#### The problem
Reproduce the data below line by line, from its first line to the line with "if let Some(parent)", both included, and nothing past that point.

[Records drawn from a dataset]
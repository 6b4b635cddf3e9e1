// SPDX-License-Identifier: BUSL-1.1
// Copyright (c) 2026 Alfred Jean LLC

//! Logging bootstrap shared by both binaries: size-based rotation at
//! startup, a plain startup marker the operator can grep for, and a
//! non-blocking file subscriber.

use std::io::Write;
use std::path::Path;

/// Maximum log file size before rotation (10 MB).
const MAX_LOG_SIZE: u64 = 10 * 1024 * 1024;

/// Number of rotated log files to keep (`.1`, `.2`, `.3`).
const MAX_ROTATED_LOGS: u32 = 3;

/// Startup marker prefix written to the log before anything else.
/// Full format: "--- ovsd: starting (pid: 12345) ---"
pub const STARTUP_MARKER_PREFIX: &str = "--- ";

/// Rotate the log file if it exceeds [`MAX_LOG_SIZE`].
///
/// Shifts `x.log` to `x.log.1` to `x.log.2` to `x.log.3`, deleting the
/// oldest. Best-effort: rotation failures are silently ignored so the
/// process still starts.
pub fn rotate_log_if_needed(log_path: &Path) {
    let size = match std::fs::metadata(log_path) {
        Ok(m) => m.len(),
        Err(_) => return,
    };

    if size < MAX_LOG_SIZE {
        return;
    }

    let log_str = log_path.display().to_string();

    for i in (1..MAX_ROTATED_LOGS).rev() {
        let from = format!("{log_str}.{i}");
        let to = format!("{log_str}.{}", i + 1);
        let _ = std::fs::rename(&from, &to);
    }

    let _ = std::fs::rename(log_path, format!("{log_str}.1"));
}

/// Append the startup marker so the operator can find where this run's
/// log begins, before tracing is even installed.
pub fn write_startup_marker(log_path: &Path, process_name: &str) -> std::io::Result<()> {
    if let Some(parent) = log_path.parent() {
        std::fs::create_dir_all(parent)?;
    }
    let mut file = std::fs::OpenOptions::new()
        .create(true)
        .append(true)
        .open(log_path)?;
    writeln!(
        file,
        "{STARTUP_MARKER_PREFIX}{process_name}: starting (pid: {}) ---\n",
        std::process::id()
    )?;
    Ok(())
}

/// Write a startup error synchronously so it is visible even if the
/// process exits before the non-blocking subscriber flushes.
pub fn write_startup_error(log_path: &Path, error: &dyn std::fmt::Display) {
    let Ok(mut file) = std::fs::OpenOptions::new()
        .create(true)
        .append(true)
        .open(log_path)
    else {
        return;
    };
    let _ = writeln!(file, "ERROR failed to start: {error}");
}

/// Install the file subscriber. The returned guard must be held for the
/// process lifetime or buffered lines are lost.
pub fn setup(log_path: &Path) -> std::io::Result<tracing_appender::non_blocking::WorkerGuard> {
    use tracing_subscriber::{fmt, prelude::*, EnvFilter};

    let parent = log_path
        .parent()
        .ok_or_else(|| std::io::Error::other("log path has no parent directory"))?;
    let file_name = log_path
        .file_name()
        .ok_or_else(|| std::io::Error::other("log path has no file name"))?;
    std::fs::create_dir_all(parent)?;

    let file_appender = tracing_appender::rolling::never(parent, file_name);
    let (non_blocking, guard) = tracing_appender::non_blocking(file_appender);

    let filter = EnvFilter::try_from_default_env().unwrap_or_else(|_| EnvFilter::new("info"));

    tracing_subscriber::registry()
        .with(filter)
        .with(fmt::layer().with_writer(non_blocking).with_ansi(false))
        .init();

    Ok(guard)
}

#[cfg(test)]
#[path = "logging_tests.rs"]
mod tests;
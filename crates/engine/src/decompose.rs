// SPDX-License-Identifier: BUSL-1.1
// Copyright (c) 2026 Alfred Jean LLC

//! Decomposition driver.
//!
//! One reasoning call turns a root request into a dependency graph of
//! subtasks. Output parsing is tolerant (three-step JSON extraction), has
//! a one-shot fix-your-JSON retry, and falls back to a single-task plan so
//! a malformed response never hard-fails the root.

use ovs_adapters::{ReasoningAdapter, ReasoningError, ReasoningErrorKind};
use ovs_core::{extract_json, Clock, ModelTier, SkillDescriptor, TaskId, WorkerId};
use ovs_store::DecompRun;
use serde::{Deserialize, Serialize};
use std::path::PathBuf;
use std::time::Duration;

/// Default wall-clock bound for one decomposition call.
pub const DECOMP_TIMEOUT: Duration = Duration::from_secs(120);

/// Turn bound stated in the decomposition contract.
const DECOMP_TURN_CAP: u32 = 3;

/// One subtask in a decomposition plan. Dependencies reference sibling
/// titles; the scheduler resolves them to ids after batch creation.
#[derive(Debug, Clone, PartialEq, Serialize, Deserialize)]
pub struct SubtaskSpec {
    pub title: String,
    pub prompt: String,
    #[serde(default, skip_serializing_if = "Option::is_none")]
    pub model: Option<ModelTier>,
    #[serde(default)]
    pub skills: Vec<String>,
    #[serde(default, skip_serializing_if = "Option::is_none")]
    pub capability: Option<String>,
    #[serde(default)]
    pub deps: Vec<String>,
}

/// A parsed decomposition plan.
#[derive(Debug, Clone, PartialEq, Default)]
pub struct DecompPlan {
    pub subtasks: Vec<SubtaskSpec>,
}

/// Result of driving one decomposition, with its observability record.
#[derive(Debug)]
pub struct DecompOutcome {
    pub plan: Result<DecompPlan, ReasoningError>,
    pub run: DecompRun,
}

/// The fixed decomposition contract sent as the system instruction.
const DECOMP_CONTRACT: &str = "You are a task planner. Decompose the user's request into \
subtasks and respond with JSON only: {\"subtasks\": [{\"title\": string, \"prompt\": string, \
\"model\": \"fast\"|\"standard\"|\"deep\" (optional), \"skills\": [string] (optional), \
\"capability\": string (optional), \"deps\": [sibling title] (optional)}]}. \
Titles must be unique. Dependencies may only name sibling titles. Return an empty subtasks \
array when the request is simple enough to run as a single task.";

/// Driver for decomposition calls.
#[derive(Clone)]
pub struct Decomposer<R: ReasoningAdapter> {
    reasoning: R,
    timeout: Duration,
    model: ModelTier,
}

impl<R: ReasoningAdapter> Decomposer<R> {
    pub fn new(reasoning: R, model: ModelTier) -> Self {
        Self {
            reasoning,
            timeout: DECOMP_TIMEOUT,
            model,
        }
    }

    #[cfg(test)]
    pub fn with_timeout(mut self, timeout: Duration) -> Self {
        self.timeout = timeout;
        self
    }

    /// Decompose `request` for the given root task. Never returns a parse
    /// error: unparseable output falls back to a single-task plan.
    pub async fn decompose(
        &self,
        worker_id: &WorkerId,
        root_id: &TaskId,
        request: &str,
        skills: &[SkillDescriptor],
        workspace: PathBuf,
        clock: &impl Clock,
    ) -> DecompOutcome {
        let started_at_ms = clock.epoch_ms();
        let prompt = build_prompt(request, skills);
        let mut run = DecompRun {
            worker_id: worker_id.clone(),
            task_id: root_id.clone(),
            started_at_ms,
            finished_at_ms: started_at_ms,
            elapsed_ms: 0,
            model: self.model.to_string(),
            timeout_ms: self.timeout.as_millis() as u64,
            request_chars: request.chars().count(),
            prompt_chars: prompt.chars().count(),
            result_chars: 0,
            parse_attempts: 0,
            fallback: false,
            error_code: None,
            raw_prefix: String::new(),
        };

        fn finish(run: &mut DecompRun, now_ms: u64) {
            run.finished_at_ms = now_ms;
            run.elapsed_ms = now_ms.saturating_sub(run.started_at_ms);
        }

        let raw = match self.call(prompt, &workspace).await {
            Ok(raw) => raw,
            Err(error) => {
                run.error_code = Some(error.kind.to_string());
                finish(&mut run, clock.epoch_ms());
                tracing::warn!(%root_id, kind = %error.kind, "decomposition call failed");
                return DecompOutcome {
                    plan: Err(error),
                    run,
                };
            }
        };
        run.result_chars = raw.chars().count();
        run.raw_prefix = raw.clone();

        run.parse_attempts = 1;
        if let Some(plan) = parse_plan(&raw) {
            finish(&mut run, clock.epoch_ms());
            let plan = inline_skills(plan, skills);
            return DecompOutcome {
                plan: Ok(plan),
                run,
            };
        }

        // One retry with a different, tighter prompt asking for a fix
        tracing::debug!(%root_id, "decomposition output unparseable, asking for a fix");
        run.parse_attempts = 2;
        let fix_prompt = format!(
            "The following was supposed to be JSON matching \
             {{\"subtasks\": [...]}} but does not parse. Respond with ONLY the corrected \
             JSON, nothing else.\n\n{raw}"
        );
        if let Ok(fixed) = self.call(fix_prompt, &workspace).await {
            if let Some(plan) = parse_plan(&fixed) {
                finish(&mut run, clock.epoch_ms());
                let plan = inline_skills(plan, skills);
                return DecompOutcome {
                    plan: Ok(plan),
                    run,
                };
            }
        }

        // Fallback: run the original request as a single task
        tracing::warn!(%root_id, "decomposition unparseable after retry, using single-task fallback");
        run.fallback = true;
        run.error_code = Some("parse".to_string());
        finish(&mut run, clock.epoch_ms());
        DecompOutcome {
            plan: Ok(DecompPlan {
                subtasks: vec![SubtaskSpec {
                    title: "Task".to_string(),
                    prompt: request.to_string(),
                    model: None,
                    skills: Vec::new(),
                    capability: None,
                    deps: Vec::new(),
                }],
            }),
            run,
        }
    }

    async fn call(
        &self,
        prompt: String,
        workspace: &std::path::Path,
    ) -> Result<String, ReasoningError> {
        let call = self
            .reasoning
            .one_shot(prompt, self.model, workspace.to_path_buf());
        match tokio::time::timeout(self.timeout, call).await {
            Ok(result) => result,
            Err(_) => Err(ReasoningError::new(
                ReasoningErrorKind::Timeout,
                format!("decomposition timed out after {:?}", self.timeout),
            )),
        }
    }
}

/// Assemble the full decomposition prompt: contract, turn bound, skill
/// manifest, and the user's request.
fn build_prompt(request: &str, skills: &[SkillDescriptor]) -> String {
    let mut prompt = String::from(DECOMP_CONTRACT);
    prompt.push_str(&format!(
        " You have at most {DECOMP_TURN_CAP} turns to answer."
    ));
    if !skills.is_empty() {
        prompt.push_str("\n\nAvailable skills:\n");
        for skill in skills {
            prompt.push_str(&skill.manifest_line());
            prompt.push('\n');
        }
    }
    prompt.push_str("\n\nUser request:\n");
    prompt.push_str(request);
    prompt
}

/// Parse a raw response into a plan: accepts `{"subtasks": [...]}` or a
/// bare array, and validates dependency titles against siblings.
fn parse_plan(raw: &str) -> Option<DecompPlan> {
    let value = extract_json(raw)?;
    let subtasks_value = match value {
        serde_json::Value::Array(_) => value,
        serde_json::Value::Object(ref map) => map.get("subtasks")?.clone(),
        _ => return None,
    };
    let subtasks: Vec<SubtaskSpec> = serde_json::from_value(subtasks_value).ok()?;

    // Reject plans whose deps reference unknown titles
    let titles: std::collections::HashSet<&str> =
        subtasks.iter().map(|s| s.title.as_str()).collect();
    if titles.len() != subtasks.len() {
        return None;
    }
    for subtask in &subtasks {
        for dep in &subtask.deps {
            if !titles.contains(dep.as_str()) || dep == &subtask.title {
                return None;
            }
        }
    }
    Some(DecompPlan { subtasks })
}

/// Inline skill bodies into subtask prompts so skills reach the executing
/// agent regardless of filesystem injection.
fn inline_skills(mut plan: DecompPlan, skills: &[SkillDescriptor]) -> DecompPlan {
    for subtask in &mut plan.subtasks {
        if subtask.skills.is_empty() {
            continue;
        }
        let mut section = String::new();
        for name in &subtask.skills {
            if let Some(skill) = skills.iter().find(|s| &s.name == name) {
                if skill.body.is_empty() {
                    continue;
                }
                section.push_str(&format!("\n### {}\n{}\n", skill.name, skill.body));
            }
        }
        if !section.is_empty() {
            subtask
                .prompt
                .push_str(&format!("\n\n## Skill Instructions{section}"));
        }
    }
    plan
}

#[cfg(test)]
#[path = "decompose_tests.rs"]
mod tests;
// SPDX-License-Identifier: BUSL-1.1
// Copyright (c) 2026 Alfred Jean LLC

//! Completion aggregation.
//!
//! When a task reaches a terminal state its parent is evaluated. On the
//! completion path an ancestor closes only once every child is terminal:
//! all done aggregates child results into an ordered list, any failure
//! fails the parent. The failure path is more eager: a still-running
//! parent fails as soon as a second child failure is observed, without
//! waiting for in-flight siblings (which keep executing — nothing is
//! cancelled). Evaluation recurses upward so a settled subtree closes its
//! whole ancestor chain.

use ovs_core::{AggregatedEntry, Event, TaskId, TaskResult, TaskStatus};
use ovs_store::{Store, StoreError};

/// Failure reason written to a parent whose subtree failed.
pub const SUBTASKS_FAILED_REASON: &str = "one or more subtasks failed";

/// Walk up from `task_id` after a completion. Returns the events
/// produced (parent done/failed), which the caller appends to the store.
pub fn evaluate_parent_chain(
    store: &Store,
    task_id: &TaskId,
    now_ms: u64,
) -> Result<Vec<Event>, StoreError> {
    walk(store, task_id, now_ms, false)
}

/// Walk up from `task_id` after a failure. Same as
/// [`evaluate_parent_chain`], plus the eager rule: a running parent with
/// more than one failed child fails immediately.
pub fn evaluate_parent_chain_after_failure(
    store: &Store,
    task_id: &TaskId,
    now_ms: u64,
) -> Result<Vec<Event>, StoreError> {
    walk(store, task_id, now_ms, true)
}

fn walk(
    store: &Store,
    task_id: &TaskId,
    now_ms: u64,
    mut failure_observed: bool,
) -> Result<Vec<Event>, StoreError> {
    let mut events = Vec::new();
    let mut parent_id = match store.task(task_id)? {
        Some(task) => task.parent_id,
        None => return Ok(events),
    };

    while let Some(pid) = parent_id {
        let parent = match store.task(&pid)? {
            Some(parent) => parent,
            None => break,
        };
        // Only a running parent may be closed; anything else means a
        // concurrent close already happened
        if parent.status != TaskStatus::Running {
            break;
        }
        let children = store.children(&pid)?;
        if children.is_empty() {
            break;
        }

        let failed = children
            .iter()
            .filter(|c| c.status == TaskStatus::Failed)
            .count();
        let all_terminal = children.iter().all(|c| c.status.is_terminal());

        if all_terminal && failed == 0 {
            let entries: Vec<AggregatedEntry> = children
                .iter()
                .map(|child| AggregatedEntry {
                    title: child.title.clone(),
                    result: TaskResult::from_raw(child.result.as_deref().unwrap_or_default()),
                })
                .collect();
            let payload = serde_json::to_string(&entries)?;
            store.set_task_result(&pid, Some(&payload), now_ms)?;
            store.transition_task(&pid, TaskStatus::Done, now_ms)?;
            events.push(Event::TaskDone {
                task_id: pid.clone(),
                title: parent.title.clone(),
                message: format!("{} subtasks completed", entries.len()),
            });
            tracing::info!(parent_id = %pid, children = entries.len(), "parent aggregated");
            failure_observed = false;
        } else if all_terminal || (failure_observed && failed > 1) {
            // Either the subtree is settled with failures, or a second
            // failure just landed: fail the parent now. Siblings still
            // executing are left alone.
            let payload = serde_json::to_string(&TaskResult::error(SUBTASKS_FAILED_REASON))?;
            store.set_task_result(&pid, Some(&payload), now_ms)?;
            store.transition_task(&pid, TaskStatus::Failed, now_ms)?;
            events.push(Event::TaskFailed {
                task_id: pid.clone(),
                title: parent.title.clone(),
                reason: SUBTASKS_FAILED_REASON.to_string(),
            });
            tracing::info!(parent_id = %pid, failed, all_terminal, "parent failed: subtree has failures");
            failure_observed = true;
        } else {
            // Siblings still executing and no eager rule applies
            break;
        }

        parent_id = parent.parent_id;
    }

    Ok(events)
}

#[cfg(test)]
#[path = "aggregate_tests.rs"]
mod tests;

#### Response to the exercise
repository 6b4b635cddf3e9e1
// SPDX-License-Identifier: BUSL-1.1
// Copyright (c) 2026 Alfred Jean LLC

//! Logging bootstrap shared by both binaries: size-based rotation at
//! startup, a plain startup marker the operator can grep for, and a
//! non-blocking file subscriber.

use std::io::Write;
use std::path::Path;

/// Maximum log file size before rotation (10 MB).
const MAX_LOG_SIZE: u64 = 10 * 1024 * 1024;

/// Number of rotated log files to keep (`.1`, `.2`, `.3`).
const MAX_ROTATED_LOGS: u32 = 3;

/// Startup marker prefix written to the log before anything else.
/// Full format: "--- ovsd: starting (pid: 12345) ---"
pub const STARTUP_MARKER_PREFIX: &str = "--- ";

/// Rotate the log file if it exceeds [`MAX_LOG_SIZE`].
///
/// Shifts `x.log` to `x.log.1` to `x.log.2` to `x.log.3`, deleting the
/// oldest. Best-effort: rotation failures are silently ignored so the
/// process still starts.
pub fn rotate_log_if_needed(log_path: &Path) {
    let size = match std::fs::metadata(log_path) {
        Ok(m) => m.len(),
        Err(_) => return,
    };

    if size < MAX_LOG_SIZE {
        return;
    }

    let log_str = log_path.display().to_string();

    for i in (1..MAX_ROTATED_LOGS).rev() {
        let from = format!("{log_str}.{i}");
        let to = format!("{log_str}.{}", i + 1);
        let _ = std::fs::rename(&from, &to);
    }

    let _ = std::fs::rename(log_path, format!("{log_str}.1"));
}

/// Append the startup marker so the operator can find where this run's
/// log begins, before tracing is even installed.
pub fn write_startup_marker(log_path: &Path, process_name: &str) -> std::io::Result<()> {
    if let Some(parent) = log_path.parent() {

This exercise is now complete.